If we view ourselves as facilitators of flow then we want to be skillful that we aren't breaking the flow. As teachers, you want to give clear guidance and direction while remaining very thoughtful so that your teaching approach does not become a distraction from the flow state of being that is also being offered for the students to cultivate and sustain within the practice setting. I'll also add that if cultivating a one-pointed focus and awareness, or being present, is of importance within the yoga practice, then as teachers, we need to remain aware and conscious of keeping and supporting this effort within the classes we lead.

From my experience of teaching yoga for twenty years now, I have found that when I quickly demonstrate and then present myself back within the space again to see how the directions I’ve given have landed or been received then I can also evaluate where I can make a greater impact with offering more (or less) instruction and guidance to support the direction of the class sequence. It’s a great feedback tool. If the instructions you are giving are not being executed then it isn’t the student's responsibility, rather it is your responsibility as the teacher to explore how to communicate more effectively while striving to say less so that there is space for the student to accomplish more.

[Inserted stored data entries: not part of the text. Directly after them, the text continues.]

// In app/src/main.rs

use std::sync::Arc;

use anyhow::Result;
use app_config::Settings;
use chrono::{NaiveDate, Utc};
use clap::{Parser, Subcommand};
use core_types::{PortfolioSummary, Symbol};
use ledger::{LedgerEngine, LedgerStore, PriceOracle};
use num_traits::FromPrimitive;
use rust_decimal::Decimal;
use tracing_subscriber::prelude::*;
use web_server::AppState;

// --- Command-Line Interface Definition ---

#[derive(Parser, Debug)]
#[command(author, version, about, long_about = "A cash-and-equities portfolio ledger.")]
struct Cli {
    #[command(subcommand)]
    command: Commands,
}

#[derive(Subcommand, Debug)]
enum Commands {
    /// Runs the HTTP API server.
    Serve,

    /// Buys shares at the latest recorded price.
    Buy {
        /// The trading symbol (e.g., "AAPL").
        #[arg(short, long)]
        symbol: String,

        /// Number of shares to buy.
        #[arg(short, long)]
        quantity: Decimal,
    },

    /// Sells shares at the latest recorded price.
    Sell {
        /// The trading symbol (e.g., "AAPL").
        #[arg(short, long)]
        symbol: String,

        /// Number of shares to sell.
        #[arg(short, long)]
        quantity: Decimal,
    },

    /// Prints cash, holdings and mark-to-market P&L as JSON.
    Portfolio,

    /// Marks the portfolio to market and stores today's P&L snapshot.
    Snapshot,

    /// Records the closing price for a symbol on a date.
    RecordPrice {
        /// The trading symbol (e.g., "AAPL").
        #[arg(short, long)]
        symbol: String,

        /// The calendar date in YYYY-MM-DD format. Defaults to today (UTC).
        #[arg(short, long)]
        date: Option<NaiveDate>,

        /// The closing price.
        #[arg(short, long)]
        price: Decimal,
    },
}

// --- Main Application Entry Point ---

#[tokio::main]
async fn main() -> Result<()> {
    // Load environment variables from a .env file, if it exists.
    dotenvy::dotenv().ok();

    let settings = app_config::load_settings()?;

    // --- Tracing Setup ---
    let level = settings
        .app
        .log_level
        .parse::<tracing::Level>()
        .unwrap_or(tracing::Level::INFO);
    let fmt_layer = tracing_subscriber::fmt::layer().with_filter(
        tracing_subscriber::filter::Targets::new()
            .with_target("sqlx::query", tracing::Level::WARN) // Disable sqlx query debug logs
            .with_default(level),
    );
    tracing_subscriber::registry().with(fmt_layer).init();

    // Parse command-line arguments.
    let cli = Cli::parse();

    // Match on the parsed command and call the appropriate handler.
    match cli.command {
        Commands::Serve => {
            handle_serve(settings).await?;
        }
        Commands::Buy { symbol, quantity } => {
            handle_buy(&settings, symbol, quantity).await?;
        }
        Commands::Sell { symbol, quantity } => {
            handle_sell(&settings, symbol, quantity).await?;
        }
        Commands::Portfolio => {
            handle_portfolio(&settings).await?;
        }
        Commands::Snapshot => {
            handle_snapshot(&settings).await?;
        }
        Commands::RecordPrice {
            symbol,
            date,
            price,
        } => {
            handle_record_price(&settings, symbol, date, price).await?;
        }
    }

    Ok(())
}

/// The configured starting cash as an exact decimal.
fn starting_cash(settings: &Settings) -> Result<Decimal> {
    Decimal::from_f64(settings.ledger.starting_cash)
        .ok_or_else(|| anyhow::anyhow!("ledger.starting_cash is not representable as a decimal"))
}

/// Opens a one-shot engine session over the PostgreSQL adapters.
async fn open_session(settings: &Settings) -> Result<LedgerEngine> {
    let db = database::connect(&settings.database).await?;
    let store: Arc<dyn LedgerStore> = Arc::new(db.clone());
    let oracle: Arc<dyn PriceOracle> = Arc::new(db);
    let engine = LedgerEngine::load(store, oracle, starting_cash(settings)?).await?;
    Ok(engine)
}

fn print_summary(summary: &PortfolioSummary) -> Result<()> {
    println!("{}", serde_json::to_string_pretty(summary)?);
    Ok(())
}

// --- "Serve" Subcommand Logic ---

/// The primary logic for the `serve` command.
/// This function wires the PostgreSQL adapters into the web server and runs
/// it indefinitely until terminated.
async fn handle_serve(settings: Settings) -> Result<()> {
    let db = database::connect(&settings.database).await?;
    tracing::info!("Database connection established and migrations are up-to-date.");

    let state = AppState {
        store: Arc::new(db.clone()),
        oracle: Arc::new(db),
        starting_cash: starting_cash(&settings)?,
    };

    web_server::run(settings.server, state).await?;
    Ok(())
}

// --- One-Shot Subcommand Logic ---

/// Handles the logic for the `buy` subcommand.
async fn handle_buy(settings: &Settings, symbol: String, quantity: Decimal) -> Result<()> {
    let mut engine = open_session(settings).await?;
    let summary = engine.buy(&Symbol(symbol), quantity).await?;
    print_summary(&summary)
}

/// Handles the logic for the `sell` subcommand.
async fn handle_sell(settings: &Settings, symbol: String, quantity: Decimal) -> Result<()> {
    let mut engine = open_session(settings).await?;
    let summary = engine.sell(&Symbol(symbol), quantity).await?;
    print_summary(&summary)
}

/// Handles the logic for the `portfolio` subcommand.
async fn handle_portfolio(settings: &Settings) -> Result<()> {
    let engine = open_session(settings).await?;
    let summary = engine.portfolio_summary().await?;
    print_summary(&summary)
}

/// Handles the logic for the `snapshot` subcommand.
async fn handle_snapshot(settings: &Settings) -> Result<()> {
    let engine = open_session(settings).await?;
    let summary = engine.update_daily_pnl().await?;
    print_summary(&summary)
}

/// Handles the logic for the `record-price` subcommand.
async fn handle_record_price(
    settings: &Settings,
    symbol: String,
    date: Option<NaiveDate>,
    price: Decimal,
) -> Result<()> {
    if price <= Decimal::ZERO {
        anyhow::bail!("price must be positive, got {price}");
    }
    let db = database::connect(&settings.database).await?;
    let date = date.unwrap_or_else(|| Utc::now().date_naive());
    let symbol = Symbol(symbol);
    db.record_daily_price(&symbol, date, price).await?;
    tracing::info!(symbol = %symbol.0, %date, %price, "Recorded daily close price.");
    Ok(())
}
// In crates/web-server/src/error.rs

use axum::http::StatusCode;
use axum::response::{IntoResponse, Json, Response};
use thiserror::Error;

use crate::types::ErrorBody;

#[derive(Error, Debug)]
pub enum Error {
    #[error(transparent)]
    Ledger(#[from] core_types::Error),
    #[error("web server I/O failure: {0}")]
    Io(#[from] std::io::Error),
}

pub type Result<T> = std::result::Result<T, Error>;

impl IntoResponse for Error {
    fn into_response(self) -> Response {
        match self {
            Error::Ledger(err) => {
                let status = match &err {
                    core_types::Error::InvalidArgument { .. } => StatusCode::BAD_REQUEST,
                    core_types::Error::LimitExceeded { .. }
                    | core_types::Error::InsufficientFunds { .. }
                    | core_types::Error::InsufficientShares { .. } => {
                        StatusCode::UNPROCESSABLE_ENTITY
                    }
                    core_types::Error::PriceUnavailable { .. } => StatusCode::NOT_FOUND,
                    core_types::Error::StoreConflict => StatusCode::CONFLICT,
                    core_types::Error::Store { .. } => StatusCode::BAD_GATEWAY,
                };
                if status.is_server_error() {
                    tracing::error!(error = %err, "Request failed against the store.");
                } else {
                    tracing::warn!(error = %err, "Request rejected.");
                }
                let body = ErrorBody {
                    error: err.to_string(),
                    kind: err.kind().to_string(),
                };
                (status, Json(body)).into_response()
            }
            Error::Io(err) => {
                (StatusCode::INTERNAL_SERVER_ERROR, err.to_string()).into_response()
            }
        }
    }
}
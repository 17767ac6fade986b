// In crates/ledger/src/memory.rs

use std::collections::{BTreeMap, HashMap};
use std::sync::Mutex;
use std::sync::atomic::{AtomicBool, Ordering};

use async_trait::async_trait;
use chrono::NaiveDate;
use core_types::{DailySnapshot, Error, Position, PositionChange, Result, Symbol};
use rust_decimal::Decimal;

use crate::{AccountCash, LedgerStore, PriceOracle, TradeCommit};

#[derive(Default)]
struct StoreInner {
    account: Option<AccountCash>,
    positions: HashMap<Symbol, Position>,
    snapshots: BTreeMap<NaiveDate, DailySnapshot>,
}

/// `LedgerStore` backed by plain maps behind a mutex.
///
/// Same contract as the PostgreSQL store, including the version check in
/// `commit_trade`, so engine behavior under contention and write failure
/// can be exercised without a database.
#[derive(Default)]
pub struct MemoryLedgerStore {
    inner: Mutex<StoreInner>,
    fail_writes: AtomicBool,
}

impl MemoryLedgerStore {
    pub fn new() -> Self {
        Self::default()
    }

    /// When set, every subsequent write fails with a store error,
    /// simulating a persistence outage mid-session.
    pub fn fail_writes(&self, fail: bool) {
        self.fail_writes.store(fail, Ordering::SeqCst);
    }

    /// The stored account row, if any.
    pub fn account(&self) -> Option<AccountCash> {
        self.inner.lock().unwrap().account
    }

    /// The stored position for `symbol`, if any.
    pub fn position_for(&self, symbol: &Symbol) -> Option<Position> {
        self.inner.lock().unwrap().positions.get(symbol).cloned()
    }

    /// The stored snapshot for `date`, if any.
    pub fn snapshot_for(&self, date: NaiveDate) -> Option<DailySnapshot> {
        self.inner.lock().unwrap().snapshots.get(&date).cloned()
    }

    /// Number of stored snapshots, one per distinct date.
    pub fn snapshot_count(&self) -> usize {
        self.inner.lock().unwrap().snapshots.len()
    }

    fn check_writable(&self) -> Result<()> {
        if self.fail_writes.load(Ordering::SeqCst) {
            return Err(Error::Store {
                reason: "simulated write failure".to_string(),
            });
        }
        Ok(())
    }
}

#[async_trait]
impl LedgerStore for MemoryLedgerStore {
    async fn load_positions(&self) -> Result<HashMap<Symbol, Position>> {
        Ok(self.inner.lock().unwrap().positions.clone())
    }

    async fn load_latest_cash(&self) -> Result<Option<AccountCash>> {
        Ok(self.inner.lock().unwrap().account)
    }

    async fn upsert_position(&self, position: &Position) -> Result<()> {
        self.check_writable()?;
        self.inner
            .lock()
            .unwrap()
            .positions
            .insert(position.symbol.clone(), position.clone());
        Ok(())
    }

    async fn delete_position(&self, symbol: &Symbol) -> Result<()> {
        self.check_writable()?;
        self.inner.lock().unwrap().positions.remove(symbol);
        Ok(())
    }

    async fn upsert_snapshot(&self, snapshot: &DailySnapshot) -> Result<()> {
        self.check_writable()?;
        self.inner
            .lock()
            .unwrap()
            .snapshots
            .insert(snapshot.date, snapshot.clone());
        Ok(())
    }

    async fn recent_snapshots(&self, limit: u32) -> Result<Vec<DailySnapshot>> {
        let inner = self.inner.lock().unwrap();
        Ok(inner
            .snapshots
            .values()
            .rev()
            .take(limit as usize)
            .cloned()
            .collect())
    }

    async fn commit_trade(&self, commit: &TradeCommit) -> Result<i64> {
        self.check_writable()?;
        let mut inner = self.inner.lock().unwrap();
        let current = inner.account.map(|account| account.version);
        if current != commit.expected_version {
            return Err(Error::StoreConflict);
        }
        let new_version = commit.expected_version.unwrap_or(0) + 1;
        inner.account = Some(AccountCash {
            cash: commit.cash,
            version: new_version,
        });
        match &commit.position {
            PositionChange::Upsert(position) => {
                inner
                    .positions
                    .insert(position.symbol.clone(), position.clone());
            }
            PositionChange::Remove(symbol) => {
                inner.positions.remove(symbol);
            }
        }
        inner
            .snapshots
            .insert(commit.snapshot.date, commit.snapshot.clone());
        Ok(new_version)
    }
}

/// `PriceOracle` over a settable in-memory price table.
#[derive(Default)]
pub struct MemoryPriceOracle {
    prices: Mutex<HashMap<Symbol, Decimal>>,
}

impl MemoryPriceOracle {
    pub fn new() -> Self {
        Self::default()
    }

    /// Sets or replaces the latest price for `symbol`.
    pub fn set_price(&self, symbol: &Symbol, price: Decimal) {
        self.prices.lock().unwrap().insert(symbol.clone(), price);
    }

    /// Forgets the price for `symbol`, as if it had never traded.
    pub fn clear_price(&self, symbol: &Symbol) {
        self.prices.lock().unwrap().remove(symbol);
    }
}

#[async_trait]
impl PriceOracle for MemoryPriceOracle {
    async fn get_latest_price(&self, symbol: &Symbol) -> Result<Decimal> {
        self.prices
            .lock()
            .unwrap()
            .get(symbol)
            .copied()
            .ok_or_else(|| Error::PriceUnavailable {
                symbol: symbol.0.clone(),
            })
    }
}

I am going to challenge you, yoga teacher, that if you feel you cannot teach (I use that term loosely here) unless you are on your mat, in practice with the students, then you may want to evaluate where you may be encountering obstacles within your confidence in yourself to deliver an effective and skillful class sequence. Also consider your ability to hold space and facilitate the learning environment that I’ve already mentioned that supports the embodiment of what being a teacher means.


Does it matter

Alright, so why does any of this matter.? I’ll take you back to that recent conversation I had that I mentioned at the beginning. The friend I referenced at the beginning of this post is not a yoga teacher. She is a student seeking to find a space where she can plugin and create consistency in her practice. She noticed when she looked on a studio's website that they used the term instructors rather than teachers. The use of these terms matters to her. She went on to explain that she wasn’t seeking someone to solely instruct her through the postures. Instead, she desired someone that could teach, and impart knowledge and wisdom beyond the action or physicality of the asana. She truly feels like there is a difference in these terms and because of this conversation that I had with her, I do too. I feel it is relevant and valuable for those of us that call ourselves, yoga teachers, to explore and understand better our role so that we might better support the students we're serving in our communities. It does matter.

Lastly, what you call yourself really isn’t in question here. I am going to challenge you to understand better your role and which of these terms you identify with. And then how are you making an impact out there sharing the amazing practice of yoga with others? What type of experience are you facilitating for the students that step into the classroom with you? Exand your inquiry and even ask yourself, would I want to be a student in my class?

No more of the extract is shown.